The starches, made from corn or wheat, are used as an adhesive in making corrugated cardboard.

Demand for ethanol biofuel the company produces has plummeted along with gasoline use, meanwhile, as the pandemic wrecks havoc on the global economy. But biodiesel demand was strong in North America as big-rig trucks raced to haul goods to warehouses as airlines grounded planes.

“These are extraordinary times,” ADM Chief Executive Officer Juan Luciano said on an analyst call.

ADM’s first-quarter results on Wednesday beat analysts’ expectations even as revenue slipped, offering the first look at how the pandemic is affecting the world’s largest grain traders.

Global food supply chains are breaking, U.S. meat plants are shuttering, farmers are forced to destroy crops and animals, and thousands of U.S. meat and food-processing workers have been infected with the coronavirus.

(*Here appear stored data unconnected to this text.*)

//! NUL-delimited frame codec.
//!
//! Guest workers terminate every result with a single `0x00` byte and never
//! escape it, so an embedded NUL in command output splits a frame. Chunks
//! read from a worker connection arrive with arbitrary boundaries; the codec
//! keeps the bytes received since the last boundary and hands back completed
//! frames in stream order.

use std::fmt;
use std::str::FromStr;

use serde::{Deserialize, Serialize};

use crate::error::Error;

/// Frame delimiter byte.
pub const DELIMITER: u8 = 0x00;

/// How a chunk that ends mid-frame is split.
#[derive(Debug, Clone, Copy, PartialEq, Eq, Default, Serialize, Deserialize)]
#[serde(rename_all = "lowercase")]
pub enum BoundaryMode {
    /// The piece immediately before the incomplete tail is discarded.
    ///
    /// This is what existing guest tooling was built against: a chunk
    /// `a\0b\0c` yields `a`, keeps `c` pending and loses `b`.
    #[default]
    Legacy,
    /// Every delimited piece becomes a frame.
    Complete,
}

impl fmt::Display for BoundaryMode {
    fn fmt(&self, f: &mut fmt::Formatter<'_>) -> fmt::Result {
        match self {
            Self::Legacy => f.write_str("legacy"),
            Self::Complete => f.write_str("complete"),
        }
    }
}

impl FromStr for BoundaryMode {
    type Err = Error;

    fn from_str(s: &str) -> Result<Self, Self::Err> {
        match s.trim().to_ascii_lowercase().as_str() {
            "legacy" => Ok(Self::Legacy),
            "complete" => Ok(Self::Complete),
            other => Err(Error::Config(format!(
                "Unknown framing mode '{other}' (expected 'legacy' or 'complete')"
            ))),
        }
    }
}

/// Output of decoding one chunk.
#[derive(Debug, Default, PartialEq, Eq)]
pub struct Decoded {
    /// Completed frames, in stream order.
    pub frames: Vec<String>,
    /// Piece discarded at a mid-frame chunk boundary ([`BoundaryMode::Legacy`] only).
    pub dropped: Option<String>,
}

/// Per-worker frame accumulator.
#[derive(Debug, Default)]
pub struct FrameCodec {
    buffer: Vec<u8>,
    mode: BoundaryMode,
}

impl FrameCodec {
    pub const fn new(mode: BoundaryMode) -> Self {
        Self {
            buffer: Vec::new(),
            mode,
        }
    }

    pub const fn mode(&self) -> BoundaryMode {
        self.mode
    }

    /// Bytes received since the last frame boundary.
    pub fn pending(&self) -> &[u8] {
        &self.buffer
    }

    /// Discard any partially accumulated frame.
    pub fn reset(&mut self) {
        self.buffer.clear();
    }

    /// Feed one chunk, exactly as read from the connection.
    ///
    /// Must be called in arrival order. Whether the stream currently ends on
    /// a frame boundary is decided by the last byte of `chunk`, not of the
    /// accumulated buffer.
    pub fn decode(&mut self, chunk: &[u8]) -> Decoded {
        self.buffer.extend_from_slice(chunk);
        if !chunk.contains(&DELIMITER) {
            return Decoded::default();
        }

        let buffer = std::mem::take(&mut self.buffer);
        let mut pieces: Vec<&[u8]> = buffer.split(|b| *b == DELIMITER).collect();
        // `split` always yields at least one piece.
        let tail = pieces.pop().unwrap_or_default();

        let mut dropped = None;
        if chunk.last() != Some(&DELIMITER) {
            self.buffer = tail.to_vec();
            if self.mode == BoundaryMode::Legacy {
                dropped = pieces.pop().map(lossy);
            }
        }

        Decoded {
            frames: pieces.into_iter().map(lossy).collect(),
            dropped,
        }
    }
}

fn lossy(piece: &[u8]) -> String {
    String::from_utf8_lossy(piece).into_owned()
}

#[cfg(test)]
#[allow(clippy::unwrap_used)]
mod tests {
    use super::*;

    fn frames(codec: &mut FrameCodec, chunk: &[u8]) -> Vec<String> {
        codec.decode(chunk).frames
    }

    #[test]
    fn chunk_ending_mid_frame_drops_adjacent_piece() {
        let mut codec = FrameCodec::default();
        let decoded = codec.decode(b"a\0b\0c");

        assert_eq!(decoded.frames, vec!["a"]);
        assert_eq!(decoded.dropped.as_deref(), Some("b"));
        assert_eq!(codec.pending(), b"c");
    }

    #[test]
    fn chunk_ending_on_delimiter_resets_buffer() {
        let mut codec = FrameCodec::default();
        let decoded = codec.decode(b"a\0b\0");

        assert_eq!(decoded.frames, vec!["a", "b"]);
        assert!(decoded.dropped.is_none());
        assert!(codec.pending().is_empty());
    }

    #[test]
    fn consecutive_chunks_keep_order() {
        let mut codec = FrameCodec::default();
        let mut all = frames(&mut codec, b"a\0");
        all.extend(frames(&mut codec, b"b\0"));
        assert_eq!(all, vec!["a", "b"]);
    }

    #[test]
    fn partial_frame_accumulates_until_delimiter() {
        let mut codec = FrameCodec::default();
        assert!(frames(&mut codec, b"hel").is_empty());
        assert!(frames(&mut codec, b"lo wo").is_empty());
        assert_eq!(codec.pending(), b"hello wo");
        assert_eq!(frames(&mut codec, b"rld\0"), vec!["hello world"]);
        assert!(codec.pending().is_empty());
    }

    #[test]
    fn single_frame_then_tail_loses_the_frame_in_legacy_mode() {
        let mut codec = FrameCodec::default();
        let decoded = codec.decode(b"x\0y");
        assert!(decoded.frames.is_empty());
        assert_eq!(decoded.dropped.as_deref(), Some("x"));
        assert_eq!(codec.pending(), b"y");
    }

    #[test]
    fn complete_mode_keeps_adjacent_piece() {
        let mut codec = FrameCodec::new(BoundaryMode::Complete);
        let decoded = codec.decode(b"a\0b\0c");
        assert_eq!(decoded.frames, vec!["a", "b"]);
        assert!(decoded.dropped.is_none());
        assert_eq!(codec.pending(), b"c");
        assert_eq!(frames(&mut codec, b"\0"), vec!["c"]);
    }

    #[test]
    fn empty_frames_are_preserved() {
        let mut codec = FrameCodec::default();
        assert_eq!(frames(&mut codec, b"a\0\0"), vec!["a", ""]);
    }

    #[test]
    fn empty_chunk_is_a_no_op() {
        let mut codec = FrameCodec::default();
        codec.decode(b"abc");
        assert!(frames(&mut codec, b"").is_empty());
        assert_eq!(codec.pending(), b"abc");
    }

    #[test]
    fn multibyte_character_split_across_chunks() {
        let mut codec = FrameCodec::default();
        let text = "caf\u{e9}\0".as_bytes();
        let (head, rest) = text.split_at(4);
        assert!(frames(&mut codec, head).is_empty());
        assert_eq!(frames(&mut codec, rest), vec!["caf\u{e9}"]);
    }

    #[test]
    fn every_delimiter_yields_one_frame_in_complete_mode() {
        let stream = b"one\0two\0\0three four\0five\0";
        let expected = stream.iter().filter(|b| **b == DELIMITER).count();

        for split in 0..=stream.len() {
            let (head, tail) = stream.split_at(split);
            let mut codec = FrameCodec::new(BoundaryMode::Complete);
            let mut all = frames(&mut codec, head);
            all.extend(frames(&mut codec, tail));
            assert_eq!(all.len(), expected, "split at {split}");
            assert_eq!(all, vec!["one", "two", "", "three four", "five"]);
        }
    }

    #[test]
    fn legacy_mode_is_lossless_when_chunks_end_on_boundaries() {
        let mut codec = FrameCodec::default();
        let mut all = Vec::new();
        for chunk in [&b"pa"[..], b"rt\0", b"x\0y\0", b"z", b"\0"] {
            all.extend(frames(&mut codec, chunk));
        }
        assert_eq!(all, vec!["part", "x", "y", "z"]);
    }

    #[test]
    fn reset_discards_pending_bytes() {
        let mut codec = FrameCodec::default();
        codec.decode(b"partial");
        codec.reset();
        assert!(codec.pending().is_empty());
        assert_eq!(frames(&mut codec, b"next\0"), vec!["next"]);
    }

    #[test]
    fn reset_keeps_boundary_mode() {
        let mut codec = FrameCodec::new(BoundaryMode::Complete);
        codec.decode(b"a\0b\0par");
        codec.reset();
        assert_eq!(codec.mode(), BoundaryMode::Complete);
        let decoded = codec.decode(b"x\0y\0z");
        assert_eq!(decoded.frames, vec!["x", "y"]);
        assert!(decoded.dropped.is_none());
    }

    #[test]
    fn boundary_mode_parses_from_str() {
        assert_eq!("legacy".parse::<BoundaryMode>().unwrap(), BoundaryMode::Legacy);
        assert_eq!(" Complete ".parse::<BoundaryMode>().unwrap(), BoundaryMode::Complete);
        assert!("strict".parse::<BoundaryMode>().is_err());
    }
}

While Luciano said the pandemic had not significantly interrupted ADM’s operations, what the company has faced in recent weeks and months underscores how such disruptions are reshaping the global supply chain.

Take corn oil, which is a byproduct of ethanol production. As U.S. ethanol production slowed, so did corn oil supply, Chief Financial Officer Ray Young said. Yet prices rose as demand surged from food manufacturers trying to meet consumer demand for fried snacks such as chips.

Demand for soybean oil, used in food service, weakened, however.

ADM had its first coronavirus-related fatality among employees two weeks ago, Luciano said. The pandemic also prompted ADM to cut capital spending plans for 2020, putting it closer to $800 million and lower than initial guidance, Young said.

While ADM executives are encouraged by agricultural purchases made by China so far, the company does expect its second-quarter results from its Ag Services and Oilseeds unit - its largest business in terms of revenue - to be lower sequentially.

Rival Bunge Ltd is scheduled to report its first quarter results on May 6. Last month, rival commodities trader Cargill Inc, which is privately held, canceled its fiscal-third-quarter earnings release due to the pandemic.

ADM executives said they are already seeing consumer trends shifting in Asia as cities there reopen, restaurants resume business and people return to work.

While Asia’s food service sector has not fully rebounded, “we have started to see, over the last two weeks, that things are becoming a little bit better” as businesses begin to reopen, Luciano said. (Reporting By P.J. Huffstutter in Chicago and Nishara Karuvalli Pathikkal in Bangalore; Editing by Caroline Stauffer and Tom Brown)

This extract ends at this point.